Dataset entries
↓

/// Checks credential values against a node's auth spec.
///
/// Required fields must be present and non-blank. Any supplied value for a
/// field with a pattern must match it. The error lists field names only.
pub fn validate_auth(node_type: &str, spec: &AuthSpec, auth: &AuthData) -> Result<()> {
    let mut missing = Vec::new();
    let mut invalid = Vec::new();

    for field in &spec.fields {
        let value = auth.get(&field.field).filter(|v| !v.trim().is_empty());
        match value {
            None if field.required => missing.push(field.field.clone()),
            None => {}
            Some(value) => {
                if let Some(pattern) = &field.pattern {
                    let matches = match Regex::new(pattern) {
                        Ok(re) => re.is_match(value),
                        Err(e) => {
                            warn!(
                                "Node '{}' declares an invalid pattern for '{}': {}",
                                node_type, field.field, e
                            );
                            false
                        }
                    };
                    if !matches {
                        invalid.push(field.field.clone());
                    }
                }
            }
        }
    }

    if missing.is_empty() && invalid.is_empty() {
        return Ok(());
    }

    let mut parts = Vec::new();
    if !missing.is_empty() {
        parts.push(format!("missing {}", missing.join(", ")));
    }
    if !invalid.is_empty() {
        parts.push(format!("malformed {}", invalid.join(", ")));
    }
    let fields = missing.into_iter().chain(invalid).collect();
    Err(SignatureError::validation(
        format!("credentials for '{}': {}", node_type, parts.join("; ")),
        fields,
    ))
}

/// Rejects parameter defaults that would store credential material in clear.
///
/// A key is a credential when it names a field of `spec` (case-insensitive)
/// or contains a credential keyword. The error lists key names only.
pub fn validate_defaults(
    node_type: &str,
    spec: &AuthSpec,
    defaults: &BTreeMap<String, String>,
) -> Result<()> {
    let secret: Vec<String> = defaults
        .keys()
        .filter(|key| {
            is_credential_name(key)
                || spec.fields.iter().any(|f| f.field.eq_ignore_ascii_case(key))
        })
        .cloned()
        .collect();

    if secret.is_empty() {
        return Ok(());
    }
    Err(SignatureError::validation(
        format!(
            "defaults for '{}' name credential fields: {}",
            node_type,
            secret.join(", ")
        ),
        secret,
    ))
}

↑

▶ [What to do]:
In the records above, find every line with the word "secret" and copy it.

▶ [Answer section]:
    let secret: Vec<String> = defaults
    if secret.is_empty() {
            secret.join(", ")
        secret,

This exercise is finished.